主人公の精神科医・伊良部一郎は「非常識」を具現化した様な人物で、実在していたら絶対に友人にはなりたくないタイプでは在るが、何とも言えないユニークさを有している。彼の言動を目で追っていてふっと思ったのは、「このキャラクターって、海堂尊氏の『田口・白鳥シリーズ』の白鳥圭輔にそっくり。」という事。気になって調べた所、「田口・白鳥シリーズ」の第一弾「チーム・バチスタの栄光」の刊行が2006年なのに対して、「精神科医・伊良部シリーズ」の第一弾「イン・ザ・プール」(この作品を著したのが奥田氏とは、恥ずかしい事だけれど今回初めて知った。同名の映画が評判になっていたのは知っていたというのに・・・。)は2002年。詰まり伊良部一郎の方が白鳥圭輔よりも先に“デビュー”していた訳で、「もしかしたら海堂氏が、「精神科医・伊良部シリーズ」からインスパイアーされた面も在ったりするのかなあ。」と思ったりも。

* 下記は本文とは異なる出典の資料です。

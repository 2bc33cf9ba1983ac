//! Office conversion against a stand-in converter script

#![cfg(unix)]

use pdfweb::{OfficeConverter, OfficeError};
use std::os::unix::fs::PermissionsExt;
use tempfile::TempDir;

const FAKE_SOFFICE: &str = r#"#!/bin/sh
outdir=""
while [ $# -gt 1 ]; do
  if [ "$1" = "--outdir" ]; then outdir="$2"; shift; fi
  shift
done
name=$(basename "$1")
stem="${name%.*}"
printf '%%PDF-1.4 converted' > "$outdir/$stem.pdf"
"#;

const FAILING_SOFFICE: &str = "#!/bin/sh\necho 'source file could not be loaded' >&2\nexit 1\n";

fn install(dir: &TempDir, name: &str, script: &str) -> std::path::PathBuf {
    let path = dir.path().join(name);
    std::fs::write(&path, script).unwrap();
    std::fs::set_permissions(&path, std::fs::Permissions::from_mode(0o755)).unwrap();
    path
}

#[test]
fn test_converts_with_external_binary() {
    let dir = TempDir::new().unwrap();
    let converter = OfficeConverter::new(install(&dir, "soffice", FAKE_SOFFICE));

    let doc = converter.convert("Quarterly Report.docx", b"PK fake docx").unwrap();
    assert_eq!(doc.stem, "Quarterly Report");
    assert_eq!(doc.default_filename(), "Quarterly Report.pdf");
    assert_eq!(doc.data, b"%PDF-1.4 converted");

    let err = OfficeConverter::new(install(&dir, "broken", FAILING_SOFFICE))
        .convert("letter.odt", b"data")
        .unwrap_err();
    match err {
        OfficeError::ConversionFailed(message) => {
            assert_eq!(message, "source file could not be loaded")
        }
        other => panic!("unexpected error: {other}"),
    }
}
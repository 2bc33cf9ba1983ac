//! Choice of the JPEG bytes embedded in each page
//!
//! Pages embed images as DCT (JPEG) streams, so everything that is not
//! already a plain RGB JPEG is re-encoded. The `compress` flag only decides
//! what happens to images that could be embedded untouched.

use crate::normalize::NormalizedImage;
use image::error::{EncodingError, ImageFormatHint, LimitError, LimitErrorKind};
use image::{ImageError, ImageFormat, ImageResult, RgbImage};
use jpeg_encoder::{ColorType, Encoder};

/// Bytes ready to be embedded, and where they came from
#[derive(Debug, Clone, PartialEq, Eq)]
pub struct EncodedImage {
    pub data: Vec<u8>,
    /// `true` when the upload's own bytes are used
    pub reused_original: bool,
}

/// Pick the JPEG bytes for a page.
///
/// - Embeddable JPEG without `compress`: original bytes.
/// - Embeddable JPEG with `compress`: re-encoded at `quality`, unless that
///   comes out larger than the original.
/// - Anything else: re-encoded at `quality`.
pub fn encode_for_page(
    image: &NormalizedImage<'_>,
    compress: bool,
    quality: u8,
) -> ImageResult<EncodedImage> {
    if !image.embeddable_as_is() {
        return Ok(EncodedImage {
            data: encode_jpeg(&image.pixels, quality)?,
            reused_original: false,
        });
    }

    if compress {
        let reencoded = encode_jpeg(&image.pixels, quality)?;
        if reencoded.len() < image.original.len() {
            return Ok(EncodedImage {
                data: reencoded,
                reused_original: false,
            });
        }
    }

    Ok(EncodedImage {
        data: image.original.to_vec(),
        reused_original: true,
    })
}

/// Encode RGB pixels as a progressive JPEG with optimized Huffman tables
pub fn encode_jpeg(pixels: &RgbImage, quality: u8) -> ImageResult<Vec<u8>> {
    let (width, height) = pixels.dimensions();
    let (Ok(width), Ok(height)) = (u16::try_from(width), u16::try_from(height)) else {
        return Err(ImageError::Limits(LimitError::from_kind(
            LimitErrorKind::DimensionError,
        )));
    };

    let mut data = Vec::new();
    let mut encoder = Encoder::new(&mut data, quality);
    encoder.set_progressive(true);
    encoder.set_optimized_huffman_tables(true);
    encoder
        .encode(pixels.as_raw(), width, height, ColorType::Rgb)
        .map_err(|e| {
            ImageError::Encoding(EncodingError::new(
                ImageFormatHint::Exact(ImageFormat::Jpeg),
                e,
            ))
        })?;

    Ok(data)
}
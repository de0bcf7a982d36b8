use thiserror::Error;
use tickerlens_analytics::{AnalyticsError, ConfigError};
use tickerlens_core::{SessionError, ValidationError};

/// CLI-level error categories mapped to exit codes.
#[derive(Debug, Error)]
pub enum CliError {
    #[error(transparent)]
    Validation(#[from] ValidationError),

    #[error("command error: {0}")]
    Command(String),

    #[error(transparent)]
    Analytics(#[from] AnalyticsError),

    #[error("strict mode failed: warnings={warning_count}, errors={error_count}")]
    StrictModeViolation {
        warning_count: usize,
        error_count: usize,
    },

    #[error(transparent)]
    Config(#[from] ConfigError),

    #[error(transparent)]
    Session(#[from] SessionError),

    #[error(transparent)]
    Serialization(#[from] serde_json::Error),

    #[error(transparent)]
    Io(#[from] std::io::Error),
}

/// Exit code for a response that carries envelope errors.
pub const PARTIAL_FAILURE_EXIT: u8 = 4;

impl CliError {
    pub const fn exit_code(&self) -> u8 {
        match self {
            Self::Validation(_) | Self::Command(_) => 2,
            Self::Analytics(AnalyticsError::Validation(_)) => 2,
            Self::Analytics(AnalyticsError::InsufficientData { .. }) => 3,
            Self::Analytics(AnalyticsError::DataUnavailable { .. }) => 4,
            Self::StrictModeViolation { .. } => 5,
            Self::Config(_) | Self::Session(_) | Self::Serialization(_) | Self::Io(_) => 10,
        }
    }
}
use serde::Serialize;

use crate::cli::LoginArgs;
use crate::error::CliError;

use super::{CommandResult, Context};

#[derive(Debug, Serialize)]
struct SessionResponseData {
    user: Option<String>,
    logged_in: bool,
}

pub fn login(args: &LoginArgs, context: &Context) -> Result<CommandResult, CliError> {
    let mut session = context.sessions.load()?;
    session.login(&args.name)?;
    context.sessions.save(&session)?;

    let data = serde_json::to_value(SessionResponseData {
        logged_in: session.is_logged_in(),
        user: session.user,
    })?;
    Ok(CommandResult::ok(data, vec![context.provider()]))
}

pub fn logout(context: &Context) -> Result<CommandResult, CliError> {
    let mut session = context.sessions.load()?;
    let was_logged_in = session.is_logged_in();
    session.logout();
    context.sessions.save(&session)?;

    let data = serde_json::to_value(SessionResponseData {
        user: None,
        logged_in: false,
    })?;
    let result = CommandResult::ok(data, vec![context.provider()]);
    if was_logged_in {
        Ok(result)
    } else {
        Ok(result.with_warning("no user was logged in"))
    }
}
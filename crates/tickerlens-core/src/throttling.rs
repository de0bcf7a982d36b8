use std::num::NonZeroU32;
use std::sync::atomic::{AtomicU32, Ordering};
use std::sync::Arc;
use std::time::Duration;

use governor::clock::DefaultClock;
use governor::state::direct::NotKeyed;
use governor::state::InMemoryState;
use governor::{Quota, RateLimiter};

use crate::provider_policy::{BackoffPolicy, ProviderPolicy};

/// Per-provider request budget.
///
/// The gate never sleeps: an exhausted budget is reported back to the caller
/// together with the delay it should wait before trying again.
#[derive(Clone)]
pub struct Throttle {
    limiter: Arc<DirectRateLimiter>,
    rejected_streak: Arc<AtomicU32>,
    retry_backoff: BackoffPolicy,
}

type DirectRateLimiter = RateLimiter<NotKeyed, InMemoryState, DefaultClock>;

impl Throttle {
    pub fn new(quota_window: Duration, quota_limit: u32, retry_backoff: BackoffPolicy) -> Self {
        Self {
            limiter: Arc::new(RateLimiter::direct(quota_from_window(
                quota_window,
                quota_limit,
            ))),
            rejected_streak: Arc::new(AtomicU32::new(0)),
            retry_backoff,
        }
    }

    pub fn from_policy(policy: &ProviderPolicy) -> Self {
        Self::new(
            policy.quota_window,
            policy.quota_limit,
            policy.retry_backoff.clone(),
        )
    }

    /// Takes one unit of budget, or returns the recommended wait when none is left.
    ///
    /// Consecutive rejections grow the wait exponentially up to the policy cap.
    pub fn acquire(&self) -> Result<(), Duration> {
        if self.limiter.check().is_ok() {
            self.rejected_streak.store(0, Ordering::Relaxed);
            return Ok(());
        }

        let streak = self.rejected_streak.fetch_add(1, Ordering::Relaxed);
        Err(self
            .retry_delay(streak)
            .unwrap_or(self.retry_backoff.max_delay))
    }

    pub fn rejected_streak(&self) -> u32 {
        self.rejected_streak.load(Ordering::Relaxed)
    }

    pub fn retry_delay(&self, retry_count: u32) -> Option<Duration> {
        if retry_count > self.retry_backoff.max_retries {
            return None;
        }

        let scale = self.retry_backoff.multiplier.powf(f64::from(retry_count));
        let seconds = self.retry_backoff.initial_delay.as_secs_f64() * scale;
        let capped_seconds = seconds.min(self.retry_backoff.max_delay.as_secs_f64());
        Some(Duration::from_secs_f64(capped_seconds))
    }
}

fn quota_from_window(quota_window: Duration, quota_limit: u32) -> Quota {
    let burst = NonZeroU32::new(quota_limit.max(1)).unwrap_or(NonZeroU32::MIN);
    let seconds_per_cell = (quota_window.as_secs_f64() / f64::from(burst.get())).max(0.001);

    Quota::with_period(Duration::from_secs_f64(seconds_per_cell))
        .unwrap_or_else(|| Quota::per_second(burst))
        .allow_burst(burst)
}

この本は5つの短編小説で構成されており、何れも心因性疾患を抱えた者が登場する。個人的に一番魅了されたのは、「義父のヅラ」という小説。医学部の学部長という義父・野村栄介を持つ池山達郎は、義父のもろ判りな「ヅラ」、即ち「鬘」が気になって気になって仕方無い。周りも栄介がヅラで在るのは判っている筈なのに、誰も不自然な程それに触れようとはせず、それが達郎をして「義父のヅラを、皆の面前で取り外してみたい!」と強く思わせてしまうというストーリー。放送作家の鈴木おさむ氏がAERAの連載コラムで以前、「密かに社内不倫しているカップルや、こっそりヅラを着用している男性って、周りは皆気付いているのに、本人達だけは『絶対誰にもばれていない。』と思っているのが不思議。」みたいな事を書いていたが、これには「確かにその通りだよなあ。」と苦笑してしまったもの。自分の場合、当人には本当に申し訳無いのだけれど、明らかにヅラを着用していると判る人を目にすると、「失礼だから見ちゃいけない。」と思えば思う程に却って視線がその頭部に行ってしまうという悪癖が在る。自分が同じ立場だったらさぞや嫌な思いをするで在ろう事を頭では充分理解しているのだが、この悪癖はどうしても直らない。本当に困ったものだ。
又、外出する前にガスや電気を消し、ドアの鍵を閉めたのを確認したのに、後から「大丈夫だったかなあ。」と思ってしまう軽微な強迫症を自覚しているので、それを扱った「女流作家」もなかなか興味深かった。
本当に今更乍らなのだけれど、「空中ブランコ」は面白い。早い内に「イン・ザ・プール」も読んでみたいと思っている。総合評価は星3.5個。
或る日突然、空中ブランコで失敗を繰り返す様になったベテランのフライヤー・山下公平。尖端恐怖症に罹患したヤクザ・猪野誠司。してはいけない事をしたい衝動に駆られる医師・池山達郎。まともな送球が出来なくなってしまった野球選手・坂東真一。強迫症から小説が書けなくなってしまった売れっ子作家・星山愛子。心に病を抱えた彼等が飛び込んだのは「伊良部総合病院」。精神科医・伊良部一郎に助けを求めるも、奇人中の奇人と言って良い彼の治療は、毎回ビタミン注射を打つ事ばかり。それだけでは無く、彼の奇想天外な言動に患者達は振り回され・・・。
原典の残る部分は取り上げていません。